Problem | Line by line, the entries below are to be reproduced unaltered.

*** Records

use dioxus::document::eval;
use dioxus::prelude::*;
use reflex_core::model::{DifficultyTier, Verdict};
use services::{SessionHandle, SessionLaunch, SessionSnapshot};
use tokio::sync::watch;

#[cfg(test)]
use std::cell::RefCell;
#[cfg(test)]
use std::rc::Rc;

use crate::context::AppContext;
use crate::views::{SessionSummaryView, ViewError};
use crate::vm::{ExerciseVm, Shortcut, map_summary, shortcut_for};

fn launch_session(ctx: &AppContext, tier: DifficultyTier) -> Result<SessionHandle, ViewError> {
    let SessionLaunch {
        handle,
        session_loop,
    } = ctx.sessions().launch(tier).map_err(|err| {
        tracing::error!(%err, %tier, "could not start session");
        ViewError::SessionUnavailable
    })?;
    // Scoped to this view: unmounting drops the loop with it.
    spawn(session_loop.run());
    Ok(handle)
}

async fn follow_snapshots(
    mut updates: watch::Receiver<SessionSnapshot>,
    mut snapshot: Signal<Option<SessionSnapshot>>,
) {
    while updates.changed().await.is_ok() {
        let next = updates.borrow_and_update().clone();
        snapshot.set(Some(next));
    }
}

#[component]
pub fn ExerciseView(tier: DifficultyTier, on_home: EventHandler<()>) -> Element {
    let ctx = use_context::<AppContext>();
    let launched = use_hook(move || launch_session(&ctx, tier));
    let handle = launched.as_ref().ok().cloned();
    let snapshot = use_signal(|| handle.as_ref().map(SessionHandle::snapshot));

    let follower = handle.clone();
    use_future(move || {
        let follower = follower.clone();
        async move {
            if let Some(follower) = follower {
                follow_snapshots(follower.subscribe(), snapshot).await;
            }
        }
    });

    let on_unmount = handle.clone();
    use_drop(move || {
        if let Some(handle) = on_unmount {
            handle.shutdown();
        }
    });

    use_effect(move || {
        let _ = eval(r#"document.getElementById("exercise-root")?.focus();"#);
    });

    #[cfg(test)]
    {
        if let (Some(handles), Some(handle)) = (try_consume_context::<ExerciseTestHandle>(), handle.as_ref()) {
            handles.register(handle.clone());
        }
    }

    let commands = handle.clone();
    let submit = use_callback(move |verdict: Verdict| {
        if let Some(handle) = commands.as_ref() {
            handle.verdict(verdict);
        }
    });
    let commands = handle.clone();
    let replay = use_callback(move |()| {
        if let Some(handle) = commands.as_ref() {
            handle.replay();
        }
    });
    let commands = handle.clone();
    let retry = use_callback(move |()| {
        if let Some(handle) = commands.as_ref() {
            handle.retry();
        }
    });

    let on_key = move |evt: KeyboardEvent| {
        let Some(shortcut) = shortcut_for(&evt.data.key(), evt.data.code()) else {
            return;
        };
        evt.prevent_default();
        match shortcut {
            Shortcut::Replay => replay.call(()),
            Shortcut::Verdict(verdict) => submit.call(verdict),
        }
    };

    if let Err(err) = launched {
        return rsx! {
            div { class: "page exercise",
                p { class: "error", "{err.message()}" }
                button {
                    class: "btn btn-secondary",
                    r#type: "button",
                    onclick: move |_| on_home.call(()),
                    "Home"
                }
            }
        };
    }

    let snapshot_guard = snapshot.read();
    let Some(current) = snapshot_guard.as_ref() else {
        return rsx! {
            div { class: "page exercise", p { "Loading..." } }
        };
    };

    if let Some(summary) = current.summary.as_ref() {
        return rsx! {
            div { class: "page exercise",
                SessionSummaryView {
                    summary: map_summary(summary),
                    on_retry: move |()| retry.call(()),
                    on_home: move |()| on_home.call(()),
                }
            }
        };
    }

    let vm = ExerciseVm::from_snapshot(current);
    let disabled = !vm.controls_enabled;

    rsx! {
        div {
            class: "page exercise",
            id: "exercise-root",
            tabindex: "0",
            onkeydown: on_key,
            div { class: "exercise__top",
                button {
                    class: "btn btn-ghost",
                    id: "exercise-home",
                    r#type: "button",
                    onclick: move |_| on_home.call(()),
                    "Home"
                }
                span { class: "badge", "{vm.tier_title}" }
            }
            div { class: "card exercise__progress",
                div { class: "exercise__progress-row",
                    span { "{vm.progress_label}" }
                    span { class: "{vm.score_tone.class()}", "{vm.score_label}" }
                }
                progress { max: "100", value: "{vm.progress_value}" }
            }
            div { class: "card exercise__main",
                h3 { class: "exercise__question", "What is the current number?" }
                p { class: "muted", id: "exercise-time", "{vm.time_label}" }
                div { class: "{vm.number_class}", "{vm.number_label}" }
                button {
                    class: "btn btn-outline btn-wide",
                    id: "exercise-replay",
                    r#type: "button",
                    disabled,
                    onclick: move |_| replay.call(()),
                    "🔊 Listen Again"
                }
                div { class: "exercise__verdicts",
                    button {
                        class: "btn btn-correct",
                        id: "exercise-correct",
                        r#type: "button",
                        disabled,
                        onclick: move |_| submit.call(Verdict::Correct),
                        "✔ Correct"
                    }
                    button {
                        class: "btn btn-incorrect",
                        id: "exercise-incorrect",
                        r#type: "button",
                        disabled,
                        onclick: move |_| submit.call(Verdict::Incorrect),
                        "✘ Incorrect"
                    }
                }
                if let Some(feedback) = vm.feedback.as_ref() {
                    div { class: "{feedback.class}", "{feedback.message}" }
                }
            }
            div { class: "card exercise__help muted",
                p { class: "exercise__help-title", "How it works:" }
                ul {
                    li { "Look at the number on screen" }
                    li { "Press \"Listen Again\" (Space) to hear it" }
                    li { "Choose \"Correct\" (1 or Enter) if you read it right" }
                    li { "Choose \"Incorrect\" (2) if you did not" }
                }
            }
        }
    }
}

/// Test hook: exposes the running session's handle to view smoke tests.
#[cfg(test)]
#[derive(Clone, Default)]
pub(crate) struct ExerciseTestHandle {
    handle: Rc<RefCell<Option<SessionHandle>>>,
}

#[cfg(test)]
impl ExerciseTestHandle {
    pub(crate) fn register(&self, handle: SessionHandle) {
        *self.handle.borrow_mut() = Some(handle);
    }

    pub(crate) fn handle(&self) -> SessionHandle {
        self.handle
            .borrow()
            .clone()
            .expect("exercise handle registered")
    }
}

******

Response to the exercise |
use dioxus::document::eval;
use dioxus::prelude::*;
use reflex_core::model::{DifficultyTier, Verdict};
use services::{SessionHandle, SessionLaunch, SessionSnapshot};
use tokio::sync::watch;

#[cfg(test)]
use std::cell::RefCell;
#[cfg(test)]
use std::rc::Rc;

use crate::context::AppContext;
use crate::views::{SessionSummaryView, ViewError};
use crate::vm::{ExerciseVm, Shortcut, map_summary, shortcut_for};

fn launch_session(ctx: &AppContext, tier: DifficultyTier) -> Result<SessionHandle, ViewError> {
    let SessionLaunch {
        handle,
        session_loop,
    } = ctx.sessions().launch(tier).map_err(|err| {
        tracing::error!(%err, %tier, "could not start session");
        ViewError::SessionUnavailable
    })?;
    // Scoped to this view: unmounting drops the loop with it.
    spawn(session_loop.run());
    Ok(handle)
}

async fn follow_snapshots(
    mut updates: watch::Receiver<SessionSnapshot>,
    mut snapshot: Signal<Option<SessionSnapshot>>,
) {
    while updates.changed().await.is_ok() {
        let next = updates.borrow_and_update().clone();
        snapshot.set(Some(next));
    }
}

#[component]
pub fn ExerciseView(tier: DifficultyTier, on_home: EventHandler<()>) -> Element {
    let ctx = use_context::<AppContext>();
    let launched = use_hook(move || launch_session(&ctx, tier));
    let handle = launched.as_ref().ok().cloned();
    let snapshot = use_signal(|| handle.as_ref().map(SessionHandle::snapshot));

    let follower = handle.clone();
    use_future(move || {
        let follower = follower.clone();
        async move {
            if let Some(follower) = follower {
                follow_snapshots(follower.subscribe(), snapshot).await;
            }
        }
    });

    let on_unmount = handle.clone();
    use_drop(move || {
        if let Some(handle) = on_unmount {
            handle.shutdown();
        }
    });

    use_effect(move || {
        let _ = eval(r#"document.getElementById("exercise-root")?.focus();"#);
    });

    #[cfg(test)]
    {
        if let (Some(handles), Some(handle)) = (try_consume_context::<ExerciseTestHandle>(), handle.as_ref()) {
            handles.register(handle.clone());
        }
    }

    let commands = handle.clone();
    let submit = use_callback(move |verdict: Verdict| {
        if let Some(handle) = commands.as_ref() {
            handle.verdict(verdict);
        }
    });
    let commands = handle.clone();
    let replay = use_callback(move |()| {
        if let Some(handle) = commands.as_ref() {
            handle.replay();
        }
    });
    let commands = handle.clone();
    let retry = use_callback(move |()| {
        if let Some(handle) = commands.as_ref() {
            handle.retry();
        }
    });

    let on_key = move |evt: KeyboardEvent| {
        let Some(shortcut) = shortcut_for(&evt.data.key(), evt.data.code()) else {
            return;
        };
        evt.prevent_default();
        match shortcut {
            Shortcut::Replay => replay.call(()),
            Shortcut::Verdict(verdict) => submit.call(verdict),
        }
    };

    if let Err(err) = launched {
        return rsx! {
            div { class: "page exercise",
                p { class: "error", "{err.message()}" }
                button {
                    class: "btn btn-secondary",
                    r#type: "button",
                    onclick: move |_| on_home.call(()),
                    "Home"
                }
            }
        };
    }

    let snapshot_guard = snapshot.read();
    let Some(current) = snapshot_guard.as_ref() else {
        return rsx! {
            div { class: "page exercise", p { "Loading..." } }
        };
    };

    if let Some(summary) = current.summary.as_ref() {
        return rsx! {
            div { class: "page exercise",
                SessionSummaryView {
                    summary: map_summary(summary),
                    on_retry: move |()| retry.call(()),
                    on_home: move |()| on_home.call(()),
                }
            }
        };
    }

    let vm = ExerciseVm::from_snapshot(current);
    let disabled = !vm.controls_enabled;

    rsx! {
        div {
            class: "page exercise",
            id: "exercise-root",
            tabindex: "0",
            onkeydown: on_key,
            div { class: "exercise__top",
                button {
                    class: "btn btn-ghost",
                    id: "exercise-home",
                    r#type: "button",
                    onclick: move |_| on_home.call(()),
                    "Home"
                }
                span { class: "badge", "{vm.tier_title}" }
            }
            div { class: "card exercise__progress",
                div { class: "exercise__progress-row",
                    span { "{vm.progress_label}" }
                    span { class: "{vm.score_tone.class()}", "{vm.score_label}" }
                }
                progress { max: "100", value: "{vm.progress_value}" }
            }
            div { class: "card exercise__main",
                h3 { class: "exercise__question", "What is the current number?" }
                p { class: "muted", id: "exercise-time", "{vm.time_label}" }
                div { class: "{vm.number_class}", "{vm.number_label}" }
                button {
                    class: "btn btn-outline btn-wide",
                    id: "exercise-replay",
                    r#type: "button",
                    disabled,
                    onclick: move |_| replay.call(()),
                    "🔊 Listen Again"
                }
                div { class: "exercise__verdicts",
                    button {
                        class: "btn btn-correct",
                        id: "exercise-correct",
                        r#type: "button",
                        disabled,
                        onclick: move |_| submit.call(Verdict::Correct),
                        "✔ Correct"
                    }
                    button {
                        class: "btn btn-incorrect",
                        id: "exercise-incorrect",
                        r#type: "button",
                        disabled,
                        onclick: move |_| submit.call(Verdict::Incorrect),
                        "✘ Incorrect"
                    }
                }
                if let Some(feedback) = vm.feedback.as_ref() {
                    div { class: "{feedback.class}", "{feedback.message}" }
                }
            }
            div { class: "card exercise__help muted",
                p { class: "exercise__help-title", "How it works:" }
                ul {
                    li { "Look at the number on screen" }
                    li { "Press \"Listen Again\" (Space) to hear it" }
                    li { "Choose \"Correct\" (1 or Enter) if you read it right" }
                    li { "Choose \"Incorrect\" (2) if you did not" }
                }
            }
        }
    }
}

/// Test hook: exposes the running session's handle to view smoke tests.
#[cfg(test)]
#[derive(Clone, Default)]
pub(crate) struct ExerciseTestHandle {
    handle: Rc<RefCell<Option<SessionHandle>>>,
}

#[cfg(test)]
impl ExerciseTestHandle {
    pub(crate) fn register(&self, handle: SessionHandle) {
        *self.handle.borrow_mut() = Some(handle);
    }

    pub(crate) fn handle(&self) -> SessionHandle {
        self.handle
            .borrow()
            .clone()
            .expect("exercise handle registered")
    }
}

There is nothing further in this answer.